» About this task
Reproduce the data exactly.

» Entries supplied
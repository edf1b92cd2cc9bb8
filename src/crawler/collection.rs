//! Per-thread comment collection
//!
//! Pages are requested newest first with a numeric `before` watermark. After
//! each accepted page the watermark becomes `oldest - 1`, so it strictly
//! decreases even when the endpoint treats `before` as inclusive. A page
//! whose oldest timestamp is missing, or is not older than the previous
//! page's, counts as a stall; `stall_limit` consecutive stalls end the walk.
//! Stalled pages are dropped and leave the watermark where it was.

use crate::config::CollectionConfig;
use crate::crawler::{FetchError, WalkContext};
use crate::state::StopReason;
use crate::storage::ChildRecord;
use serde::Deserialize;

/// Result of walking one thread
#[derive(Debug, Clone)]
pub struct CollectionOutcome {
    /// Comments in the order received, each tagged with the thread id
    pub records: Vec<ChildRecord>,

    /// Comment pages requested, including stalled ones
    pub pages_fetched: u32,

    pub stop: StopReason,
}

/// The endpoint either wraps its results or returns a bare array
#[derive(Debug, Deserialize)]
#[serde(untagged)]
enum CommentPage {
    Wrapped { data: Vec<ChildRecord> },
    Bare(Vec<ChildRecord>),
}

impl CommentPage {
    fn into_items(self) -> Vec<ChildRecord> {
        match self {
            Self::Wrapped { data } => data,
            Self::Bare(items) => items,
        }
    }
}

/// Collects comments for `thread_id`
///
/// Never fails on pagination trouble: stalls and the page ceiling end the
/// walk with whatever was gathered. Only a terminal fetch failure is
/// returned as an error.
pub async fn collect(
    ctx: &WalkContext<'_>,
    config: &CollectionConfig,
    thread_id: &str,
) -> Result<CollectionOutcome, FetchError> {
    let mut records = Vec::new();
    let mut before: Option<i64> = None;
    let mut previous_oldest: Option<i64> = None;
    let mut stalls = 0;
    let mut pages_fetched = 0;
    let mut stop = StopReason::PageLimit;

    for page_number in 1..=config.max_pages {
        if page_number > 1 {
            ctx.pause().await;
        }
        if ctx.cancel.is_cancelled() {
            stop = StopReason::Cancelled;
            break;
        }

        let mut params = vec![
            ("link_id", thread_id.to_string()),
            ("size", config.page_size.to_string()),
            ("sort", "desc".to_string()),
            ("sort_type", "created_utc".to_string()),
        ];
        if let Some(before) = before {
            params.push(("before", before.to_string()));
        }

        let page: CommentPage = ctx.client.fetch_json(&config.endpoint, &params).await?;
        pages_fetched += 1;

        let mut items = page.into_items();
        if items.is_empty() {
            stop = StopReason::Exhausted;
            break;
        }

        let oldest = items.last().and_then(|item| item.created_utc);
        let advanced = match oldest {
            Some(ts) => previous_oldest.map_or(true, |prev| ts < prev),
            None => false,
        };

        if !advanced {
            stalls += 1;
            tracing::debug!(
                "Thread {}: page {} did not advance the cursor ({}/{})",
                thread_id,
                page_number,
                stalls,
                config.stall_limit
            );
            if stalls >= config.stall_limit {
                tracing::warn!(
                    "Thread {}: cursor stalled at page {}, keeping {} comments",
                    thread_id,
                    page_number,
                    records.len()
                );
                stop = StopReason::Stalled;
                break;
            }
            continue;
        }
        stalls = 0;

        for item in &mut items {
            item.thread_id = thread_id.to_string();
        }
        records.extend(items);

        previous_oldest = oldest;
        before = oldest.map(|ts| ts - 1);
    }

    if stop == StopReason::PageLimit {
        tracing::info!(
            "Thread {}: reached the {} page limit with {} comments",
            thread_id,
            config.max_pages,
            records.len()
        );
    }

    Ok(CollectionOutcome {
        records,
        pages_fetched,
        stop,
    })
}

» Completed exercise
repository edf1b92cd2cc9bb8
filename src/crawler/collection.rs
//! Per-thread comment collection
//!
//! Pages are requested newest first with a numeric `before` watermark. After
//! each accepted page the watermark becomes `oldest - 1`, so it strictly
//! decreases even when the endpoint treats `before` as inclusive. A page
//! whose oldest timestamp is missing, or is not older than the previous
//! page's, counts as a stall; `stall_limit` consecutive stalls end the walk.
//! Stalled pages are dropped and leave the watermark where it was.

use crate::config::CollectionConfig;
use crate::crawler::{FetchError, WalkContext};
use crate::state::StopReason;
use crate::storage::ChildRecord;
use serde::Deserialize;

/// Result of walking one thread
#[derive(Debug, Clone)]
pub struct CollectionOutcome {
    /// Comments in the order received, each tagged with the thread id
    pub records: Vec<ChildRecord>,

    /// Comment pages requested, including stalled ones
    pub pages_fetched: u32,

    pub stop: StopReason,
}

/// The endpoint either wraps its results or returns a bare array
#[derive(Debug, Deserialize)]
#[serde(untagged)]
enum CommentPage {
    Wrapped { data: Vec<ChildRecord> },
    Bare(Vec<ChildRecord>),
}

impl CommentPage {
    fn into_items(self) -> Vec<ChildRecord> {
        match self {
            Self::Wrapped { data } => data,
            Self::Bare(items) => items,
        }
    }
}

/// Collects comments for `thread_id`
///
/// Never fails on pagination trouble: stalls and the page ceiling end the
/// walk with whatever was gathered. Only a terminal fetch failure is
/// returned as an error.
pub async fn collect(
    ctx: &WalkContext<'_>,
    config: &CollectionConfig,
    thread_id: &str,
) -> Result<CollectionOutcome, FetchError> {
    let mut records = Vec::new();
    let mut before: Option<i64> = None;
    let mut previous_oldest: Option<i64> = None;
    let mut stalls = 0;
    let mut pages_fetched = 0;
    let mut stop = StopReason::PageLimit;

    for page_number in 1..=config.max_pages {
        if page_number > 1 {
            ctx.pause().await;
        }
        if ctx.cancel.is_cancelled() {
            stop = StopReason::Cancelled;
            break;
        }

        let mut params = vec![
            ("link_id", thread_id.to_string()),
            ("size", config.page_size.to_string()),
            ("sort", "desc".to_string()),
            ("sort_type", "created_utc".to_string()),
        ];
        if let Some(before) = before {
            params.push(("before", before.to_string()));
        }

        let page: CommentPage = ctx.client.fetch_json(&config.endpoint, &params).await?;
        pages_fetched += 1;

        let mut items = page.into_items();
        if items.is_empty() {
            stop = StopReason::Exhausted;
            break;
        }

        let oldest = items.last().and_then(|item| item.created_utc);
        let advanced = match oldest {
            Some(ts) => previous_oldest.map_or(true, |prev| ts < prev),
            None => false,
        };

        if !advanced {
            stalls += 1;
            tracing::debug!(
                "Thread {}: page {} did not advance the cursor ({}/{})",
                thread_id,
                page_number,
                stalls,
                config.stall_limit
            );
            if stalls >= config.stall_limit {
                tracing::warn!(
                    "Thread {}: cursor stalled at page {}, keeping {} comments",
                    thread_id,
                    page_number,
                    records.len()
                );
                stop = StopReason::Stalled;
                break;
            }
            continue;
        }
        stalls = 0;

        for item in &mut items {
            item.thread_id = thread_id.to_string();
        }
        records.extend(items);

        previous_oldest = oldest;
        before = oldest.map(|ts| ts - 1);
    }

    if stop == StopReason::PageLimit {
        tracing::info!(
            "Thread {}: reached the {} page limit with {} comments",
            thread_id,
            config.max_pages,
            records.len()
        );
    }

    Ok(CollectionOutcome {
        records,
        pages_fetched,
        stop,
    })
}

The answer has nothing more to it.